There are also the announcers and IT people (ensuring the results are up on the notice board almost as soon as the race is over).
Being a technical official most definitely has its perks, the best of which is first hand experience and involvement in the championship itself. No duty is too small that it lacks merit. Every technical official has to play his or her role in order for the meet competition to be a success. Parents are encouraged to volunteer themselves for duty as technical officials. You can take up a Grade III Technical Officials’ course (as I did), if you intend to serve as an official, long term.
The swimmers – ultimately they are the stars of the “show”. Some start as early as 5 years old and work their way up. In their innocence, they are entertainers out of the water, as well. Some years ago; I had a young English girl who was probably around 7 or 8 years old, come up to me and started chatting.
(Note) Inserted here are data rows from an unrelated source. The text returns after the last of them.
//! CLI configuration loaded from environment variables.

use std::time::Duration;

use anyhow::{bail, Context, Result};
use zeroize::Zeroizing;

use lovelace_client::query::{BLOCKFROST_MAINNET, BLOCKFROST_PREPROD, BLOCKFROST_PREVIEW};
use lovelace_client::{BlockfrostConfig, SubmitConfig};
use lovelace_core::address::Network;
use lovelace_wallet::mnemonic::root_key_from_mnemonic;
use lovelace_wallet::ExtendedPrivateKey;

pub const DEFAULT_SUBMIT_URL: &str = lovelace_client::submit::DEFAULT_SUBMIT_URL;

/// Named chains; preprod and preview share the testnet network id.
#[derive(Clone, Copy, Debug, PartialEq, Eq)]
pub enum Chain {
    Mainnet,
    Preprod,
    Preview,
}

impl Chain {
    fn parse(s: &str) -> Result<Self> {
        match s.trim().to_lowercase().as_str() {
            "mainnet" => Ok(Chain::Mainnet),
            "preprod" => Ok(Chain::Preprod),
            "preview" | "testnet" => Ok(Chain::Preview),
            other => bail!("LOVELACE_NETWORK must be mainnet, preprod or preview (got '{other}')"),
        }
    }

    pub fn network(self) -> Network {
        match self {
            Chain::Mainnet => Network::Mainnet,
            Chain::Preprod | Chain::Preview => Network::Testnet,
        }
    }

    fn blockfrost_url(self) -> &'static str {
        match self {
            Chain::Mainnet => BLOCKFROST_MAINNET,
            Chain::Preprod => BLOCKFROST_PREPROD,
            Chain::Preview => BLOCKFROST_PREVIEW,
        }
    }
}

/// Where the root key comes from.
#[derive(Clone, Debug, PartialEq, Eq)]
pub enum KeySource {
    /// `LOVELACE_ROOT_KEY`: 96-byte extended key, hex.
    RootKey(Zeroizing<String>),
    /// `LOVELACE_MNEMONIC`, with optional `LOVELACE_PASSPHRASE`.
    Mnemonic { phrase: Zeroizing<String>, passphrase: Zeroizing<String> },
    /// Ask on the terminal.
    Prompt,
}

#[derive(Clone, Debug)]
pub struct CliConfig {
    pub chain: Chain,
    /// Blockfrost project id (required for live queries).
    pub blockfrost_project_id: Option<String>,
    pub blockfrost_url: String,
    pub submit_url: String,
    pub keys: KeySource,
}

impl CliConfig {
    /// Load configuration from environment variables.
    pub fn from_env() -> Result<Self> {
        Self::from_lookup(|key| std::env::var(key).ok())
    }

    pub fn from_lookup(get: impl Fn(&str) -> Option<String>) -> Result<Self> {
        let chain = match get("LOVELACE_NETWORK") {
            Some(s) => Chain::parse(&s)?,
            None => Chain::Preview,
        };

        let blockfrost_project_id = get("BLOCKFROST_PROJECT_ID").filter(|s| !s.trim().is_empty());
        let blockfrost_url = get("BLOCKFROST_URL").unwrap_or_else(|| chain.blockfrost_url().to_string());
        let submit_url = get("LOVELACE_SUBMIT_URL").unwrap_or_else(|| DEFAULT_SUBMIT_URL.to_string());

        let keys = if let Some(hex) = get("LOVELACE_ROOT_KEY") {
            KeySource::RootKey(Zeroizing::new(hex))
        } else if let Some(phrase) = get("LOVELACE_MNEMONIC") {
            KeySource::Mnemonic {
                phrase: Zeroizing::new(phrase),
                passphrase: Zeroizing::new(get("LOVELACE_PASSPHRASE").unwrap_or_default()),
            }
        } else {
            KeySource::Prompt
        };

        Ok(CliConfig { chain, blockfrost_project_id, blockfrost_url, submit_url, keys })
    }

    pub fn network(&self) -> Network {
        self.chain.network()
    }

    pub fn blockfrost(&self) -> Result<BlockfrostConfig> {
        let project_id = self
            .blockfrost_project_id
            .clone()
            .context("BLOCKFROST_PROJECT_ID is required for live queries (or pass --snapshot)")?;
        Ok(BlockfrostConfig::new(self.blockfrost_url.clone(), project_id))
    }

    /// Submission settings. A Blockfrost URL gets the project id header.
    pub fn submit(&self) -> SubmitConfig {
        let project_id = if self.submit_url.contains("blockfrost.io") {
            self.blockfrost_project_id.clone()
        } else {
            None
        };
        SubmitConfig {
            url: self.submit_url.clone(),
            timeout: Duration::from_secs(30),
            project_id,
        }
    }

    /// Resolve the root key, prompting if neither variable is set.
    pub fn root_key(&self) -> Result<ExtendedPrivateKey> {
        match &self.keys {
            KeySource::RootKey(hex) => {
                ExtendedPrivateKey::from_hex(hex.trim()).context("LOVELACE_ROOT_KEY is not a valid extended key")
            }
            KeySource::Mnemonic { phrase, passphrase } => {
                root_key_from_mnemonic(phrase, passphrase).context("LOVELACE_MNEMONIC is not a valid phrase")
            }
            KeySource::Prompt => {
                let phrase = Zeroizing::new(
                    rpassword::prompt_password("Mnemonic: ").context("Failed to read mnemonic")?,
                );
                root_key_from_mnemonic(&phrase, "").context("Invalid mnemonic")
            }
        }
    }
}

#[cfg(test)]
mod tests {
    use super::*;
    use std::collections::HashMap;

    const PHRASE: &str = "eight country switch draw meat scout mystery blade tip drift useless good keep usage title";

    fn config(vars: &[(&str, &str)]) -> Result<CliConfig> {
        let map: HashMap<String, String> = vars.iter().map(|(k, v)| (k.to_string(), v.to_string())).collect();
        CliConfig::from_lookup(|key| map.get(key).cloned())
    }

    #[test]
    fn defaults() {
        let c = config(&[]).unwrap();
        assert_eq!(c.chain, Chain::Preview);
        assert_eq!(c.network(), Network::Testnet);
        assert_eq!(c.blockfrost_url, BLOCKFROST_PREVIEW);
        assert_eq!(c.submit_url, "http://localhost:8090/api/submit/tx");
        assert_eq!(c.keys, KeySource::Prompt);
        assert!(c.blockfrost().is_err());
    }

    #[test]
    fn mainnet_selects_mainnet_endpoints() {
        let c = config(&[("LOVELACE_NETWORK", "Mainnet"), ("BLOCKFROST_PROJECT_ID", "mainnetXYZ")]).unwrap();
        assert_eq!(c.network(), Network::Mainnet);
        let bf = c.blockfrost().unwrap();
        assert_eq!(bf.base_url, BLOCKFROST_MAINNET);
        assert_eq!(bf.project_id, "mainnetXYZ");
    }

    #[test]
    fn unknown_network_rejected() {
        assert!(config(&[("LOVELACE_NETWORK", "devnet")]).is_err());
    }

    #[test]
    fn blockfrost_submit_gets_project_id() {
        let c = config(&[
            ("BLOCKFROST_PROJECT_ID", "previewABC"),
            ("LOVELACE_SUBMIT_URL", "https://cardano-preview.blockfrost.io/api/v0/tx/submit"),
        ])
        .unwrap();
        assert_eq!(c.submit().project_id.as_deref(), Some("previewABC"));

        let local = config(&[("BLOCKFROST_PROJECT_ID", "previewABC")]).unwrap();
        assert!(local.submit().project_id.is_none());
    }

    #[test]
    fn root_key_takes_precedence_over_mnemonic() {
        let root = root_key_from_mnemonic(PHRASE, "").unwrap();
        let hex = hex::encode(root.as_bytes());
        let c = config(&[("LOVELACE_ROOT_KEY", &hex), ("LOVELACE_MNEMONIC", "not used")]).unwrap();
        assert_eq!(c.root_key().unwrap().as_bytes(), root.as_bytes());
    }

    #[test]
    fn mnemonic_with_passphrase() {
        let c = config(&[("LOVELACE_MNEMONIC", PHRASE), ("LOVELACE_PASSPHRASE", "foo")]).unwrap();
        let expected = root_key_from_mnemonic(PHRASE, "foo").unwrap();
        assert_eq!(c.root_key().unwrap().as_bytes(), expected.as_bytes());
    }

    #[test]
    fn bad_root_key_reports_variable() {
        let c = config(&[("LOVELACE_ROOT_KEY", "abcd")]).unwrap();
        let err = c.root_key().unwrap_err();
        assert!(err.to_string().contains("LOVELACE_ROOT_KEY"));
    }
}
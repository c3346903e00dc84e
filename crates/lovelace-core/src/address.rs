//! Shelley address encoding.
//!
//! An address is a header byte followed by one or two 28-byte credentials.
//! The header's high nibble is the address type, the low nibble the network
//! id. Human-readable form is Bech32 ([BIP-173]) with prefixes:
//! - payment addresses: `addr` (mainnet), `addr_test` (testnets)
//! - reward addresses: `stake` (mainnet), `stake_test` (testnets)
//!
//! Supported types are base (0-3), enterprise (6, 7) and reward (14, 15).
//! Pointer and Byron addresses are rejected with
//! [`AddressError::UnsupportedType`].
//!
//! [BIP-173]: https://github.com/bitcoin/bips/blob/master/bip-0173.mediawiki

use serde::{Deserialize, Deserializer, Serialize, Serializer};
use std::fmt;
use std::str::FromStr;

use crate::constants::{KEY_HASH_LEN, MAINNET_NETWORK_ID, TESTNET_NETWORK_ID};
use crate::error::AddressError;
use crate::types::{Hash28, KeyHash};

/// Bech32 checksum constant (BIP-173).
const BECH32_CONST: u32 = 1;

/// Bech32 character set for encoding 5-bit values.
const CHARSET: &[u8; 32] = b"qpzry9x8gf2tvdw0s3jn54khce6mua7l";

const TYPE_ENTERPRISE_KEY: u8 = 0b0110;
const TYPE_ENTERPRISE_SCRIPT: u8 = 0b0111;
const TYPE_REWARD_KEY: u8 = 0b1110;
const TYPE_REWARD_SCRIPT: u8 = 0b1111;

/// Network an address belongs to.
///
/// All test networks (preprod, preview) share network id 0.
#[derive(Clone, Copy, Debug, PartialEq, Eq, Hash, PartialOrd, Ord, Serialize, Deserialize)]
pub enum Network {
    Mainnet,
    Testnet,
}

impl Network {
    /// Network id carried in the low nibble of the header byte.
    pub fn network_id(&self) -> u8 {
        match self {
            Network::Mainnet => MAINNET_NETWORK_ID,
            Network::Testnet => TESTNET_NETWORK_ID,
        }
    }

    pub fn from_network_id(id: u8) -> Result<Self, AddressError> {
        match id {
            MAINNET_NETWORK_ID => Ok(Network::Mainnet),
            TESTNET_NETWORK_ID => Ok(Network::Testnet),
            other => Err(AddressError::UnknownNetwork(other)),
        }
    }

    /// Prefix for payment (base and enterprise) addresses.
    pub fn payment_hrp(&self) -> &'static str {
        match self {
            Network::Mainnet => "addr",
            Network::Testnet => "addr_test",
        }
    }

    /// Prefix for reward addresses.
    pub fn reward_hrp(&self) -> &'static str {
        match self {
            Network::Mainnet => "stake",
            Network::Testnet => "stake_test",
        }
    }
}

/// Whether a credential is a key hash or a script hash.
#[derive(Clone, Copy, Debug, PartialEq, Eq, Hash, PartialOrd, Ord)]
pub enum CredentialKind {
    Key,
    Script,
}

/// A payment or stake credential.
#[derive(Clone, Copy, Debug, PartialEq, Eq, Hash, PartialOrd, Ord)]
pub enum Credential {
    /// Blake2b-224 of a verification key.
    Key(KeyHash),
    /// Blake2b-224 of a script.
    Script(Hash28),
}

impl Credential {
    pub fn kind(&self) -> CredentialKind {
        match self {
            Credential::Key(_) => CredentialKind::Key,
            Credential::Script(_) => CredentialKind::Script,
        }
    }

    pub fn hash(&self) -> &Hash28 {
        match self {
            Credential::Key(h) | Credential::Script(h) => h,
        }
    }

    pub fn is_script(&self) -> bool {
        self.kind() == CredentialKind::Script
    }

    fn from_bit(script: bool, hash: Hash28) -> Self {
        if script { Credential::Script(hash) } else { Credential::Key(hash) }
    }
}

/// Shape of an address's credentials.
#[derive(Clone, Copy, Debug, PartialEq, Eq, Hash)]
pub enum AddressKind {
    /// Payment credential plus stake credential.
    Base { payment: Credential, stake: Credential },
    /// Payment credential only.
    Enterprise { payment: Credential },
    /// Stake credential only.
    Reward { stake: Credential },
}

/// A Shelley-era address.
#[derive(Clone, Copy, Debug, PartialEq, Eq, Hash)]
pub struct Address {
    network: Network,
    kind: AddressKind,
}

impl Address {
    /// Payment address: base when a stake credential is given, enterprise otherwise.
    pub fn new(network: Network, payment: Credential, stake: Option<Credential>) -> Self {
        let kind = match stake {
            Some(stake) => AddressKind::Base { payment, stake },
            None => AddressKind::Enterprise { payment },
        };
        Self { network, kind }
    }

    /// Reward (stake) address.
    pub fn reward(network: Network, stake: Credential) -> Self {
        Self { network, kind: AddressKind::Reward { stake } }
    }

    pub fn network(&self) -> Network {
        self.network
    }

    pub fn kind(&self) -> &AddressKind {
        &self.kind
    }

    pub fn payment(&self) -> Option<&Credential> {
        match &self.kind {
            AddressKind::Base { payment, .. } | AddressKind::Enterprise { payment } => Some(payment),
            AddressKind::Reward { .. } => None,
        }
    }

    pub fn stake(&self) -> Option<&Credential> {
        match &self.kind {
            AddressKind::Base { stake, .. } | AddressKind::Reward { stake } => Some(stake),
            AddressKind::Enterprise { .. } => None,
        }
    }

    /// Key hash that must witness a spend from this address, if the payment
    /// credential is a key.
    pub fn payment_key_hash(&self) -> Option<KeyHash> {
        match self.payment() {
            Some(Credential::Key(hash)) => Some(*hash),
            _ => None,
        }
    }

    pub fn is_reward(&self) -> bool {
        matches!(self.kind, AddressKind::Reward { .. })
    }

    /// Header byte: address type in the high nibble, network id in the low.
    pub fn header(&self) -> u8 {
        let type_code = match &self.kind {
            AddressKind::Base { payment, stake } => {
                u8::from(payment.is_script()) | (u8::from(stake.is_script()) << 1)
            }
            AddressKind::Enterprise { payment } => {
                if payment.is_script() { TYPE_ENTERPRISE_SCRIPT } else { TYPE_ENTERPRISE_KEY }
            }
            AddressKind::Reward { stake } => {
                if stake.is_script() { TYPE_REWARD_SCRIPT } else { TYPE_REWARD_KEY }
            }
        };
        (type_code << 4) | self.network.network_id()
    }

    /// Human-readable prefix for this address.
    pub fn hrp(&self) -> &'static str {
        if self.is_reward() {
            self.network.reward_hrp()
        } else {
            self.network.payment_hrp()
        }
    }

    /// Raw bytes as carried in transaction outputs.
    pub fn to_bytes(&self) -> Vec<u8> {
        let mut out = Vec::with_capacity(1 + 2 * KEY_HASH_LEN);
        out.push(self.header());
        match &self.kind {
            AddressKind::Base { payment, stake } => {
                out.extend_from_slice(payment.hash().as_bytes());
                out.extend_from_slice(stake.hash().as_bytes());
            }
            AddressKind::Enterprise { payment: cred } | AddressKind::Reward { stake: cred } => {
                out.extend_from_slice(cred.hash().as_bytes());
            }
        }
        out
    }

    pub fn from_bytes(bytes: &[u8]) -> Result<Self, AddressError> {
        let (&header, body) = bytes.split_first().ok_or(AddressError::InvalidLength(0))?;
        let type_code = header >> 4;
        let expected_len = match type_code {
            0..=3 => 2 * KEY_HASH_LEN,
            TYPE_ENTERPRISE_KEY | TYPE_ENTERPRISE_SCRIPT | TYPE_REWARD_KEY | TYPE_REWARD_SCRIPT => {
                KEY_HASH_LEN
            }
            other => return Err(AddressError::UnsupportedType(other)),
        };
        let network = Network::from_network_id(header & 0x0f)?;
        if body.len() != expected_len {
            return Err(AddressError::InvalidLength(bytes.len()));
        }

        let first = Hash28::from_slice(&body[..KEY_HASH_LEN])
            .ok_or(AddressError::InvalidLength(bytes.len()))?;
        let kind = match type_code {
            0..=3 => {
                let second = Hash28::from_slice(&body[KEY_HASH_LEN..])
                    .ok_or(AddressError::InvalidLength(bytes.len()))?;
                AddressKind::Base {
                    payment: Credential::from_bit(type_code & 1 != 0, first),
                    stake: Credential::from_bit(type_code & 2 != 0, second),
                }
            }
            TYPE_ENTERPRISE_KEY | TYPE_ENTERPRISE_SCRIPT => AddressKind::Enterprise {
                payment: Credential::from_bit(type_code & 1 != 0, first),
            },
            _ => AddressKind::Reward {
                stake: Credential::from_bit(type_code & 1 != 0, first),
            },
        };
        Ok(Self { network, kind })
    }

    /// Encode this address as a Bech32 string.
    pub fn encode(&self) -> String {
        bech32_encode(self.hrp(), &self.to_bytes())
    }

    /// Decode a Bech32 address string, checking the prefix against the header.
    pub fn decode(s: &str) -> Result<Self, AddressError> {
        let (hrp, bytes) = bech32_decode(s)?;
        let address = Self::from_bytes(&bytes)?;
        if hrp != address.hrp() {
            return match hrp.as_str() {
                "addr" | "addr_test" | "stake" | "stake_test" => Err(AddressError::NetworkMismatch {
                    hrp,
                    network_id: address.network.network_id(),
                }),
                _ => Err(AddressError::InvalidHrp(hrp)),
            };
        }
        Ok(address)
    }
}

impl fmt::Display for Address {
    fn fmt(&self, f: &mut fmt::Formatter<'_>) -> fmt::Result {
        write!(f, "{}", self.encode())
    }
}

impl FromStr for Address {
    type Err = AddressError;

    fn from_str(s: &str) -> Result<Self, Self::Err> {
        Self::decode(s)
    }
}

impl Serialize for Address {
    fn serialize<S: Serializer>(&self, serializer: S) -> Result<S::Ok, S::Error> {
        serializer.serialize_str(&self.encode())
    }
}

impl<'de> Deserialize<'de> for Address {
    fn deserialize<D: Deserializer<'de>>(deserializer: D) -> Result<Self, D::Error> {
        let s = String::deserialize(deserializer)?;
        Self::decode(&s).map_err(serde::de::Error::custom)
    }
}

// --- Bech32 internals ---

fn bech32_encode(hrp: &str, bytes: &[u8]) -> String {
    // 8-to-5 conversion with padding cannot fail on byte input.
    let data = convert_bits(bytes, 8, 5, true).unwrap_or_default();
    let checksum = bech32_create_checksum(hrp, &data);

    let mut result = String::with_capacity(hrp.len() + 1 + data.len() + 6);
    result.push_str(hrp);
    result.push('1');
    for &d in data.iter().chain(checksum.iter()) {
        result.push(CHARSET[d as usize] as char);
    }
    result
}

fn bech32_decode(s: &str) -> Result<(String, Vec<u8>), AddressError> {
    let has_lower = s.chars().any(|c| c.is_ascii_lowercase());
    let has_upper = s.chars().any(|c| c.is_ascii_uppercase());
    if has_lower && has_upper {
        return Err(AddressError::MixedCase);
    }

    let s_lower = s.to_ascii_lowercase();
    let sep_pos = s_lower.rfind('1').ok_or(AddressError::MissingSeparator)?;
    if sep_pos == 0 {
        return Err(AddressError::InvalidHrp(String::new()));
    }
    if sep_pos + 7 > s_lower.len() {
        return Err(AddressError::InvalidLength(0));
    }

    let hrp = &s_lower[..sep_pos];
    if hrp.bytes().any(|b| !(33..=126).contains(&b)) {
        return Err(AddressError::InvalidHrp(hrp.to_string()));
    }

    let mut data = Vec::with_capacity(s_lower.len() - sep_pos - 1);
    for c in s_lower[sep_pos + 1..].chars() {
        let pos = CHARSET
            .iter()
            .position(|&ch| ch as char == c)
            .ok_or(AddressError::InvalidCharacter(c))?;
        data.push(pos as u8);
    }

    if !bech32_verify_checksum(hrp, &data) {
        return Err(AddressError::InvalidChecksum);
    }

    let payload = &data[..data.len() - 6];
    let bytes = convert_bits(payload, 5, 8, false).ok_or(AddressError::InvalidPadding)?;
    Ok((hrp.to_string(), bytes))
}

/// Compute the Bech32 polymod over a sequence of 5-bit values.
fn bech32_polymod(values: &[u8]) -> u32 {
    const GEN: [u32; 5] = [0x3b6a57b2, 0x26508e6d, 0x1ea119fa, 0x3d4233dd, 0x2a1462b3];
    let mut chk: u32 = 1;
    for &v in values {
        let b = chk >> 25;
        chk = ((chk & 0x1ffffff) << 5) ^ (v as u32);
        for (i, &g) in GEN.iter().enumerate() {
            if (b >> i) & 1 != 0 {
                chk ^= g;
            }
        }
    }
    chk
}

fn bech32_hrp_expand(hrp: &str) -> Vec<u8> {
    let mut ret = Vec::with_capacity(hrp.len() * 2 + 1);
    ret.extend(hrp.bytes().map(|c| c >> 5));
    ret.push(0);
    ret.extend(hrp.bytes().map(|c| c & 31));
    ret
}

fn bech32_create_checksum(hrp: &str, data: &[u8]) -> Vec<u8> {
    let mut values = bech32_hrp_expand(hrp);
    values.extend_from_slice(data);
    values.extend_from_slice(&[0; 6]);
    let polymod = bech32_polymod(&values) ^ BECH32_CONST;
    (0..6)
        .map(|i| ((polymod >> (5 * (5 - i))) & 31) as u8)
        .collect()
}

fn bech32_verify_checksum(hrp: &str, data: &[u8]) -> bool {
    let mut values = bech32_hrp_expand(hrp);
    values.extend_from_slice(data);
    bech32_polymod(&values) == BECH32_CONST
}

/// Convert between bit widths (8-bit bytes to 5-bit groups and back).
fn convert_bits(data: &[u8], from_bits: u32, to_bits: u32, pad: bool) -> Option<Vec<u8>> {
    let mut acc: u32 = 0;
    let mut bits: u32 = 0;
    let mut ret = Vec::new();
    let maxv = (1u32 << to_bits) - 1;
    for &value in data {
        let v = value as u32;
        if v >> from_bits != 0 {
            return None;
        }
        acc = (acc << from_bits) | v;
        bits += from_bits;
        while bits >= to_bits {
            bits -= to_bits;
            ret.push(((acc >> bits) & maxv) as u8);
        }
    }
    if pad {
        if bits > 0 {
            ret.push(((acc << (to_bits - bits)) & maxv) as u8);
        }
    } else if bits >= from_bits || ((acc << (to_bits - bits)) & maxv) != 0 {
        return None;
    }
    Some(ret)
}
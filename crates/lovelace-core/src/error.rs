//! Error types for the Lovelace core.
use thiserror::Error;

/// How a caller should react to a failure.
#[derive(Clone, Copy, Debug, PartialEq, Eq, Hash)]
pub enum ErrorCategory {
    /// Malformed caller input. Fix the input; never retry.
    Input,
    /// The transaction breaks a ledger rule. Reselect inputs or change the request.
    Policy,
    /// A remote service failed or rejected the request. Its diagnostic is attached.
    Remote,
    /// The outcome of a submission is unknown. Verify on chain before resubmitting.
    Ambiguous,
}

/// Malformed address text or bytes.
#[derive(Error, Debug, Clone, PartialEq, Eq)]
pub enum AddressError {
    #[error("invalid HRP: {0}")] InvalidHrp(String),
    #[error("invalid length: {0} bytes")] InvalidLength(usize),
    #[error("invalid checksum")] InvalidChecksum,
    #[error("invalid character: {0}")] InvalidCharacter(char),
    #[error("invalid padding bits")] InvalidPadding,
    #[error("unknown network id: {0}")] UnknownNetwork(u8),
    #[error("prefix {hrp} does not match network id {network_id}")] NetworkMismatch { hrp: String, network_id: u8 },
    #[error("unsupported address type: {0}")] UnsupportedType(u8),
    #[error("missing separator")] MissingSeparator,
    #[error("mixed case")] MixedCase,
}

#[derive(Error, Debug, Clone, PartialEq, Eq)]
pub enum TransactionError {
    #[error("serialization limit exceeded: {size} > {max}")] SerializationLimitExceeded { size: usize, max: usize },
    #[error("value overflow")] ValueOverflow,
    #[error("encoding: {0}")] Encoding(String),
    #[error("decoding: {0}")] Decoding(String),
}

#[derive(Error, Debug, Clone, PartialEq, Eq)]
pub enum CryptoError {
    #[error("invalid verification key bytes")] InvalidVerificationKey,
    #[error("signature verification failed")] VerificationFailed,
    #[error("missing witness for key hash {0}")] MissingWitness(String),
}

/// Failures of the ledger query service.
#[derive(Error, Debug, Clone, PartialEq, Eq)]
pub enum QueryError {
    #[error("query service unavailable: {0}")] Unavailable(String),
    #[error("query rejected ({status}): {body}")] Remote { status: u16, body: String },
    #[error("malformed response: {0}")] Malformed(String),
    #[error("request timed out")] Timeout,
    #[error("cancelled")] Cancelled,
}

impl TransactionError {
    pub fn category(&self) -> ErrorCategory {
        match self {
            TransactionError::SerializationLimitExceeded { .. } | TransactionError::ValueOverflow => {
                ErrorCategory::Policy
            }
            TransactionError::Encoding(_) | TransactionError::Decoding(_) => ErrorCategory::Input,
        }
    }
}

impl QueryError {
    /// Whether an idempotent read that failed this way may be retried.
    pub fn is_retryable(&self) -> bool {
        match self {
            QueryError::Unavailable(_) | QueryError::Timeout => true,
            QueryError::Remote { status, .. } => *status == 429 || *status >= 500,
            QueryError::Malformed(_) | QueryError::Cancelled => false,
        }
    }
}

#[cfg(test)]
mod tests {
    use super::*;

    #[test]
    fn display_serialization_limit() {
        let e = TransactionError::SerializationLimitExceeded { size: 20_000, max: 16_384 };
        assert_eq!(e.to_string(), "serialization limit exceeded: 20000 > 16384");
    }

    #[test]
    fn transaction_error_categories() {
        let limit = TransactionError::SerializationLimitExceeded { size: 2, max: 1 };
        assert_eq!(limit.category(), ErrorCategory::Policy);
        assert_eq!(TransactionError::Decoding("x".into()).category(), ErrorCategory::Input);
    }

    #[test]
    fn retryable_classification() {
        assert!(QueryError::Timeout.is_retryable());
        assert!(QueryError::Unavailable("refused".into()).is_retryable());
        assert!(QueryError::Remote { status: 429, body: String::new() }.is_retryable());
        assert!(QueryError::Remote { status: 502, body: String::new() }.is_retryable());
        assert!(!QueryError::Remote { status: 404, body: String::new() }.is_retryable());
        assert!(!QueryError::Cancelled.is_retryable());
        assert!(!QueryError::Malformed("x".into()).is_retryable());
    }
}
I was a marshal at that championship. She talked about her elder brother and pointed out where her mum was in the spectators’ stand. It was her way of overcoming her nervousness as it was her first race in her first championship that she was taking part in.
I had young children come up to me (and they still do), asking me to help show them which event, heat and lane there are racing in, or if they had missed it. Many come up to me after their race asking how they did. To me, they are all winners.
The highlight for these young athletes is before and after their races, in the secondary pool; where they get to play with their friends. Their laughter and smiles on their faces – epic!